Kepanikan semakin bertambah ketika isu gelombang tsunami akan menghantam daratan dan melaju disepanjang pesisir Pulau Yapen, tidak ada pilihan, hanya satu pilihan yaitu meninggalkan dataran rendah serta berlari sekuat mungkin ke hutan-hutan perbukitan, ke gunung-gunung tinggi.

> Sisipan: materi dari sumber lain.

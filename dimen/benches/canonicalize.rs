use criterion::{criterion_group, criterion_main, BenchmarkId, Criterion};
use std::hint::black_box;
use dimen::{BaseDimension, Dimension, ExponentTerm, Kilometre, Metre, Quantity};

fn terms(n: usize) -> Vec<ExponentTerm> {
    (0..n)
        .map(|i| {
            let base = BaseDimension::SI[(i * 5 + 3) % BaseDimension::SI.len()];
            let exponent = (i as i32 % 7) - 3;
            ExponentTerm::new(base, exponent)
        })
        .collect()
}

fn bench_canonicalize(c: &mut Criterion) {
    let mut group = c.benchmark_group("canonicalize");

    for n in [4usize, 16, 64, 256] {
        let input = terms(n);
        group.bench_with_input(BenchmarkId::new("terms", n), &input, |b, input| {
            b.iter(|| Dimension::new(black_box(input.clone())));
        });
    }

    group.finish();
}

fn bench_algebra(c: &mut Criterion) {
    let mut group = c.benchmark_group("dimension_algebra");

    let a = Dimension::new(terms(12));
    let b = Dimension::new(terms(9));
    group.bench_function("multiply", |bench| {
        bench.iter(|| black_box(&a).multiply(black_box(&b)));
    });
    group.bench_function("divide", |bench| {
        bench.iter(|| black_box(&a).divide(black_box(&b)));
    });
    group.bench_function("invert", |bench| {
        bench.iter(|| black_box(&a).invert());
    });

    group.finish();
}

fn bench_conversion(c: &mut Criterion) {
    let mut group = c.benchmark_group("quantity_conversion");

    group.bench_function("f64_km_to_m", |b| {
        b.iter(|| {
            for i in 0..1000 {
                let q = Quantity::<Kilometre>::new(i as f64 * 0.5);
                black_box(black_box(q).to::<Metre>());
            }
        });
    });

    group.bench_function("i64_km_to_m", |b| {
        b.iter(|| {
            for i in 0..1000i64 {
                let q = Quantity::<Kilometre, i64>::new(i);
                black_box(black_box(q).to::<Metre>());
            }
        });
    });

    group.finish();
}

criterion_group!(benches, bench_canonicalize, bench_algebra, bench_conversion);
criterion_main!(benches);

Namun apa yang terjadi, saat gempa menggoncangkan Yapen, tidak sedikit gunung-gunung terjal nan tinggi itu menumpahkan tanah bebatuan di sepanjang lerengnya, longsoran yang parah, “mereka terjebak”.

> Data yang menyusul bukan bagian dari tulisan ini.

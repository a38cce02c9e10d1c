//! Numeric representations backing a [`Quantity`](crate::Quantity).
//!
//! The trait hierarchy is:
//! ```text
//! QuantityValues           zero / min / max policy
//!   └── Representation     arithmetic + rescaling
//!         ├── Integral     adds `%`
//!         └── FloatingPoint
//! ```
//!
//! Cross-representation behaviour is described by three pairwise traits:
//!
//! - [`Promote<Rhs>`]: the common type two representations combine into (`i32` and `f32` give `f32`).
//! - [`CastFrom<Src>`]: an explicit, possibly lossy conversion.
//! - [`NonNarrowing<Src>`]: marks the conversions that are allowed implicitly: into a floating-point type, or from a
//!   non-floating one. Floating into integral has no impl.
//!
//! All of these are implemented for the primitive integers up to 64 bits (`isize` and `usize` included) and for
//! `f32`/`f64`. Integral rescaling computes in `i128`, so the 128-bit integers are not representations. Promotion
//! never loses range: same-width signed and unsigned operands meet in the next wider signed type, and `u64` has no
//! signed partner. `isize` and `usize` only promote with themselves and the floats. Custom representation types opt
//! in by implementing the traits themselves.

use crate::ratio::Ratio;
use core::fmt::Debug;
use core::ops::{Add, Div, Mul, Rem, Sub};

/// Zero and extremal values of a representation.
///
/// [`Quantity::zero`](crate::Quantity::zero), [`Quantity::min_value`](crate::Quantity::min_value) and
/// [`Quantity::max_value`](crate::Quantity::max_value) are derived from this policy, so custom representation types
/// choose their own values.
pub trait QuantityValues: Sized {
    /// The additive identity.
    fn zero() -> Self;
    /// The lowest finite value.
    fn min_value() -> Self;
    /// The highest finite value.
    fn max_value() -> Self;
}

/// A numeric type that can back a quantity.
pub trait Representation:
    Copy
    + PartialEq
    + PartialOrd
    + Debug
    + QuantityValues
    + Add<Output = Self>
    + Sub<Output = Self>
    + Mul<Output = Self>
    + Div<Output = Self>
    + 'static
{
    /// Whether this representation is floating point.
    const FLOATING_POINT: bool;

    /// One representation-native step, used by increment and decrement.
    fn one() -> Self;

    /// Multiplies by `factor`, computing `self * numerator / denominator`.
    ///
    /// Integral representations truncate toward zero.
    ///
    /// # Panics
    ///
    /// Integral representations panic when the result does not fit the type; see
    /// [`checked_rescale`](Representation::checked_rescale).
    fn rescale(self, factor: Ratio) -> Self;

    /// Like [`rescale`](Representation::rescale), but returns `None` instead of overflowing.
    fn checked_rescale(self, factor: Ratio) -> Option<Self> {
        Some(self.rescale(factor))
    }

    /// Like [`rescale`](Representation::rescale), but returns `None` when the result is not exactly representable.
    fn rescale_exact(self, factor: Ratio) -> Option<Self> {
        Some(self.rescale(factor))
    }
}

/// Non-floating representations; the only ones that support `%`.
pub trait Integral: Representation + Rem<Output = Self> {}

/// Floating-point representations.
pub trait FloatingPoint: Representation {}

/// The common representation two operands are promoted to before combining.
pub trait Promote<Rhs: Representation>: Representation {
    /// The promoted type.
    type Promoted: Representation;

    /// Converts the left operand into the promoted type.
    fn promote(self) -> Self::Promoted;

    /// Converts the right operand into the promoted type.
    fn promote_rhs(rhs: Rhs) -> Self::Promoted;
}

/// Explicit conversion from `Src`, possibly lossy.
pub trait CastFrom<Src>: Sized {
    /// Converts `src` with `as`-cast semantics.
    fn cast_from(src: Src) -> Self;
}

/// Marker for conversions from `Src` that never narrow floating point into non-floating point.
pub trait NonNarrowing<Src>: CastFrom<Src> {}

// ─────────────────────────────────────────────────────────────────────────────
// Primitive implementations
// ─────────────────────────────────────────────────────────────────────────────

macro_rules! impl_integral {
    ($($t:ty),+) => {
        $(
            impl QuantityValues for $t {
                #[inline]
                fn zero() -> Self {
                    0
                }
                #[inline]
                fn min_value() -> Self {
                    <$t>::MIN
                }
                #[inline]
                fn max_value() -> Self {
                    <$t>::MAX
                }
            }

            impl Representation for $t {
                const FLOATING_POINT: bool = false;

                #[inline]
                fn one() -> Self {
                    1
                }

                fn rescale(self, factor: Ratio) -> Self {
                    match self.checked_rescale(factor) {
                        Some(value) => value,
                        None => panic!(
                            "overflow rescaling {} by {}: result does not fit in {}",
                            self,
                            factor,
                            stringify!($t)
                        ),
                    }
                }

                fn checked_rescale(self, factor: Ratio) -> Option<Self> {
                    if factor.is_one() {
                        return Some(self);
                    }
                    let wide = self as i128;
                    let num = factor.numerator() as i128;
                    let den = factor.denominator() as i128;
                    let scaled = match wide.checked_mul(num) {
                        Some(product) => product / den,
                        None => (wide / den).checked_mul(num)?,
                    };
                    <$t>::try_from(scaled).ok()
                }

                fn rescale_exact(self, factor: Ratio) -> Option<Self> {
                    let product = (self as i128).checked_mul(factor.numerator() as i128)?;
                    let den = factor.denominator() as i128;
                    if product % den != 0 {
                        return None;
                    }
                    <$t>::try_from(product / den).ok()
                }
            }

            impl Integral for $t {}
        )+
    };
}

macro_rules! impl_floating {
    ($($t:ty),+) => {
        $(
            impl QuantityValues for $t {
                #[inline]
                fn zero() -> Self {
                    0.0
                }
                #[inline]
                fn min_value() -> Self {
                    <$t>::MIN
                }
                #[inline]
                fn max_value() -> Self {
                    <$t>::MAX
                }
            }

            impl Representation for $t {
                const FLOATING_POINT: bool = true;

                #[inline]
                fn one() -> Self {
                    1.0
                }

                #[allow(clippy::unnecessary_cast)]
                fn rescale(self, factor: Ratio) -> Self {
                    if factor.is_one() {
                        return self;
                    }
                    (self as f64 * factor.numerator() as f64 / factor.denominator() as f64) as $t
                }
            }

            impl FloatingPoint for $t {}
        )+
    };
}

impl_integral!(i8, i16, i32, i64, isize, u8, u16, u32, u64, usize);
impl_floating!(f32, f64);

macro_rules! impl_promote_self {
    ($($t:ty),+) => {
        $(
            impl Promote<$t> for $t {
                type Promoted = $t;
                #[inline]
                fn promote(self) -> $t {
                    self
                }
                #[inline]
                fn promote_rhs(rhs: $t) -> $t {
                    rhs
                }
            }
        )+
    };
}

macro_rules! impl_promote {
    ($($a:ty, $b:ty => $out:ty);+ $(;)?) => {
        $(
            #[allow(clippy::unnecessary_cast)]
            impl Promote<$b> for $a {
                type Promoted = $out;
                #[inline]
                fn promote(self) -> $out {
                    self as $out
                }
                #[inline]
                fn promote_rhs(rhs: $b) -> $out {
                    rhs as $out
                }
            }

            #[allow(clippy::unnecessary_cast)]
            impl Promote<$a> for $b {
                type Promoted = $out;
                #[inline]
                fn promote(self) -> $out {
                    self as $out
                }
                #[inline]
                fn promote_rhs(rhs: $a) -> $out {
                    rhs as $out
                }
            }
        )+
    };
}

impl_promote_self!(i8, i16, i32, i64, isize, u8, u16, u32, u64, usize, f32, f64);

impl_promote! {
    // signed widening
    i8, i16 => i16; i8, i32 => i32; i8, i64 => i64;
    i16, i32 => i32; i16, i64 => i64;
    i32, i64 => i64;
    // unsigned widening
    u8, u16 => u16; u8, u32 => u32; u8, u64 => u64;
    u16, u32 => u32; u16, u64 => u64;
    u32, u64 => u64;
    // unsigned into a wider signed type
    u8, i16 => i16; u8, i32 => i32; u8, i64 => i64;
    u16, i32 => i32; u16, i64 => i64;
    u32, i64 => i64;
    // same-width signed and unsigned meet in the next wider signed type
    i8, u8 => i16; i16, u16 => i32; i32, u32 => i64;
    // integers with floats
    i8, f32 => f32; i16, f32 => f32; i32, f32 => f32; i64, f32 => f32;
    u8, f32 => f32; u16, f32 => f32; u32, f32 => f32; u64, f32 => f32;
    i8, f64 => f64; i16, f64 => f64; i32, f64 => f64; i64, f64 => f64;
    u8, f64 => f64; u16, f64 => f64; u32, f64 => f64; u64, f64 => f64;
    isize, f32 => f32; usize, f32 => f32; isize, f64 => f64; usize, f64 => f64;
    // floats
    f32, f64 => f64;
}

macro_rules! impl_cast_from {
    ($dst:ty; $($src:ty),+) => {
        $(
            #[allow(clippy::unnecessary_cast)]
            impl CastFrom<$src> for $dst {
                #[inline]
                fn cast_from(src: $src) -> $dst {
                    src as $dst
                }
            }
        )+
    };
}

impl_cast_from!(i8; i8, i16, i32, i64, isize, u8, u16, u32, u64, usize, f32, f64);
impl_cast_from!(i16; i8, i16, i32, i64, isize, u8, u16, u32, u64, usize, f32, f64);
impl_cast_from!(i32; i8, i16, i32, i64, isize, u8, u16, u32, u64, usize, f32, f64);
impl_cast_from!(i64; i8, i16, i32, i64, isize, u8, u16, u32, u64, usize, f32, f64);
impl_cast_from!(isize; i8, i16, i32, i64, isize, u8, u16, u32, u64, usize, f32, f64);
impl_cast_from!(u8; i8, i16, i32, i64, isize, u8, u16, u32, u64, usize, f32, f64);
impl_cast_from!(u16; i8, i16, i32, i64, isize, u8, u16, u32, u64, usize, f32, f64);
impl_cast_from!(u32; i8, i16, i32, i64, isize, u8, u16, u32, u64, usize, f32, f64);
impl_cast_from!(u64; i8, i16, i32, i64, isize, u8, u16, u32, u64, usize, f32, f64);
impl_cast_from!(usize; i8, i16, i32, i64, isize, u8, u16, u32, u64, usize, f32, f64);
impl_cast_from!(f32; i8, i16, i32, i64, isize, u8, u16, u32, u64, usize, f32, f64);
impl_cast_from!(f64; i8, i16, i32, i64, isize, u8, u16, u32, u64, usize, f32, f64);

macro_rules! impl_non_narrowing {
    ($dst:ty; $($src:ty),+) => {
        $(
            impl NonNarrowing<$src> for $dst {}
        )+
    };
}

// floating targets accept everything
impl_non_narrowing!(f32; i8, i16, i32, i64, isize, u8, u16, u32, u64, usize, f32, f64);
impl_non_narrowing!(f64; i8, i16, i32, i64, isize, u8, u16, u32, u64, usize, f32, f64);
// integral targets accept integral sources only
impl_non_narrowing!(i8; i8, i16, i32, i64, isize, u8, u16, u32, u64, usize);
impl_non_narrowing!(i16; i8, i16, i32, i64, isize, u8, u16, u32, u64, usize);
impl_non_narrowing!(i32; i8, i16, i32, i64, isize, u8, u16, u32, u64, usize);
impl_non_narrowing!(i64; i8, i16, i32, i64, isize, u8, u16, u32, u64, usize);
impl_non_narrowing!(u8; i8, i16, i32, i64, isize, u8, u16, u32, u64, usize);
impl_non_narrowing!(u16; i8, i16, i32, i64, isize, u8, u16, u32, u64, usize);
impl_non_narrowing!(u32; i8, i16, i32, i64, isize, u8, u16, u32, u64, usize);
impl_non_narrowing!(u64; i8, i16, i32, i64, isize, u8, u16, u32, u64, usize);
impl_non_narrowing!(isize; i8, i16, i32, i64, isize, u8, u16, u32, u64, usize);
impl_non_narrowing!(usize; i8, i16, i32, i64, isize, u8, u16, u32, u64, usize);

/// Whether converting `Src` into `Dst` is allowed by the no-narrowing policy.
///
/// This is the run-time form of the [`NonNarrowing`] rule, driven by [`Representation::FLOATING_POINT`].
#[inline]
pub fn is_non_narrowing<Src: Representation, Dst: Representation>() -> bool {
    Dst::FLOATING_POINT || !Src::FLOATING_POINT
}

“Tuhan itu baik, Tuhan itu luar biasa, walaupun saat ini kami harus menanggung bencana besar, namun Tuhan masih menyayangi masyarakat Yapen,” ungkap Sekretaris Daerah Drs Yan Pieter Ayorbaba MM.

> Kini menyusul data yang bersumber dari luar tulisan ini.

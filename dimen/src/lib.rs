//! Dimensional analysis for Rust numbers.
//!
//! `dimen` is the user-facing crate in this workspace. It re-exports the full API from `dimen-core` plus the
//! predefined units (length, time, frequency, velocity) and a set of short constructors in [`literals`].
//!
//! The core idea is: a value is always a `Quantity<U, R>`, where `U` is a zero-sized type describing the unit and `R`
//! is the numeric representation. Units carry an exact rational scale and a canonical dimension, so conversions are
//! exact wherever the representation allows and mismatched dimensions are rejected.
//!
//! # What this crate solves
//!
//! - Prevents mixing incompatible units (you can’t add metres to seconds, or metres to kilometres without saying so).
//! - Makes unit conversion explicit and exact (`to::<TargetUnit>()`, integral representations included).
//! - Models derived dimensions as canonical values (`L·T^-1`) that can be compared, multiplied and inverted.
//! - Keeps integer and floating-point quantities apart: no implicit narrowing, `%` only on integers.
//!
//! # Quick start
//!
//! ```rust
//! use dimen::literals::*;
//! use dimen::{Centimetre, Decimetre, KilometrePerHour, Metre};
//!
//! let d = km(1.25_f64);
//! assert_eq!(d.to::<Metre>().value(), 1250.0);
//!
//! let dm = dimen::Quantity::<Decimetre, i32>::new(2);
//! assert_eq!(dm.to::<Centimetre>().value(), 20);
//!
//! let v = m(100.0_f64).per(s(20.0_f64));
//! assert_eq!(v.value(), 5.0);
//! assert!((v.to::<KilometrePerHour>().value() - 18.0).abs() < 1e-12);
//! ```
//!
//! # Incorrect usage (type error)
//!
//! ```compile_fail
//! use dimen::{Kilometres, Seconds};
//!
//! let d = Kilometres::new(1.0);
//! let t = Seconds::new(1.0);
//! let _ = d + t; // cannot add different unit types
//! ```
//!
//! ```compile_fail
//! use dimen::{Kilometres, Seconds};
//!
//! let _ = Kilometres::new(1.0) - Seconds::new(1.0); // nor subtract them
//! ```
//!
//! ```compile_fail
//! use dimen::{Kilometres, Metres};
//!
//! // comparisons need the same unit type; convert explicitly first
//! let _ = Kilometres::new(1.0) == Metres::new(1000.0);
//! ```
//!
//! ```compile_fail
//! use dimen::{Hours, Metres};
//!
//! let _ = Metres::new(1.0) < Hours::new(1.0);
//! ```
//!
//! ```compile_fail
//! use dimen::{Metre, Quantity};
//!
//! // no implicit float -> integer conversion
//! let _ = Quantity::<Metre, i32>::from_quantity(Quantity::<Metre, f64>::new(1.0));
//! ```
//!
//! # Modules
//!
//! Units are grouped by dimension under modules (also re-exported at the crate root for convenience):
//!
//! - `dimen::length` (metres, millimetres, centimetres, decimetres, kilometres)
//! - `dimen::time` (milliseconds, seconds, minutes, hours)
//! - `dimen::frequency` (hertz, kilohertz)
//! - `dimen::velocity` (`Length / Time` aliases)
//!
//! # Feature flags
//!
//! - `serde`: enables `serde` support for `Quantity<U, R>`; serialization is the raw value only, and
//!   [`serde_with_unit`](crate::serde_with_unit) keeps the unit symbol.
//!
//! # SemVer and stability
//!
//! This workspace is currently `0.x`. Expect breaking changes between minor versions until `1.0`.
#![forbid(unsafe_code)]

pub use dimen_core::*;

/// Derive macro used by `dimen-core` to define unit marker types.
///
/// This macro expands in terms of `crate::Unit`, `crate::Ratio` and `crate::Quantity`, so it is intended for use
/// inside `dimen-core` (or crates exposing the same crate-root API). Most users should not need this.
pub use dimen_derive::Unit;

pub use dimen_core::units::frequency;
pub use dimen_core::units::length;
pub use dimen_core::units::time;
pub use dimen_core::units::velocity;

pub use dimen_core::units::frequency::*;
pub use dimen_core::units::length::*;
pub use dimen_core::units::time::*;
pub use dimen_core::units::velocity::*;

/// Short constructors for the predefined units, generic over the representation.
///
/// ```rust
/// use dimen::literals::*;
///
/// let a = m(3_i32);
/// let b = mm(250.0_f32);
/// assert_eq!(a.value(), 3);
/// assert_eq!(b.to::<dimen::Metre>().value(), 0.25);
/// assert_eq!(khz(2_u32).to::<dimen::Hertz>().value(), 2000);
/// ```
pub mod literals {
    use crate::{
        Hertz, Hour, Kilohertz, Kilometre, KilometrePerHour, Metre, MetrePerSecond, Millimetre, Millisecond,
        Quantity, Representation, Second,
    };

    macro_rules! literal {
        ($($(#[$meta:meta])* $name:ident => $unit:ty;)+) => {
            $(
                $(#[$meta])*
                #[inline]
                pub fn $name<R: Representation>(value: R) -> Quantity<$unit, R> {
                    Quantity::new(value)
                }
            )+
        };
    }

    literal! {
        /// Metres.
        m => Metre;
        /// Millimetres.
        mm => Millimetre;
        /// Kilometres.
        km => Kilometre;
        /// Milliseconds.
        ms => Millisecond;
        /// Seconds.
        s => Second;
        /// Hours.
        h => Hour;
        /// Hertz.
        hz => Hertz;
        /// Kilohertz.
        khz => Kilohertz;
        /// Metres per second.
        mps => MetrePerSecond;
        /// Kilometres per hour.
        kmph => KilometrePerHour;
    }
}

Memang bencana ini patut di syukuri, pasalnya ketika gempa berskala besar itu terjadi, didahului dengan gempa awal yang tidak terlalu besar, yakni 6 Sr sehingga bisa mengingatkan masyarakat untuk meninggalkan kediaman mereka. “Ini yang patut kita syukuri, Tuhan mengingatkan kita dan tidak ingin ada banyak korban jiwa,” ucap Sekda.  Akan tetapi di balik ungkapan syukur itu, kekecewaan yang tak terbilangpun sempat terlontarkan.”Tapi mengapa di saat kami terkena bencana, Pa Gubernur melakukan Turkam, apakah Turkam terlalu penting sehingga bencana ini tidak menjadi perhatian,” singgung sekda yang nampak kecewa.

Bukan hanya itu saja, “Kami dalam bencana, sudah tidak ada perhatian pemerintah provinsi, tambah lagi pemerintah pusat yang terus mendesak kami dengan data, hanya data saja yang selalu ditanyakan, setiap mereka telephon hanya menanyakan soal data dan data,” tambah Sekda dengan nada kesal. Padahal, yang kami butuhkan saat itu adalah tindakan nyata, bagaimana kami bisa memberikan pelayanan pada masyarakat kami sedangkan kamipun terkena musibah, ini hal yang memang membuat kami benar-benar kecewa. Bantuan yang terkesan lamban, informasi di media masa yang lebih menitikberatkan pada Gempa Kabupaten Biak, memperparah akses kami pada bantuan. “dipemberitaan yang disebutkan adalah Biak bukan Kabupaten Yapen, ini yang ikut memperparah keadaan kami pasca gempa satu hari,” terang Sekda yang walaupun rumahnya juga rusak namun tetap tegar menjaga di posko bencana Yapen.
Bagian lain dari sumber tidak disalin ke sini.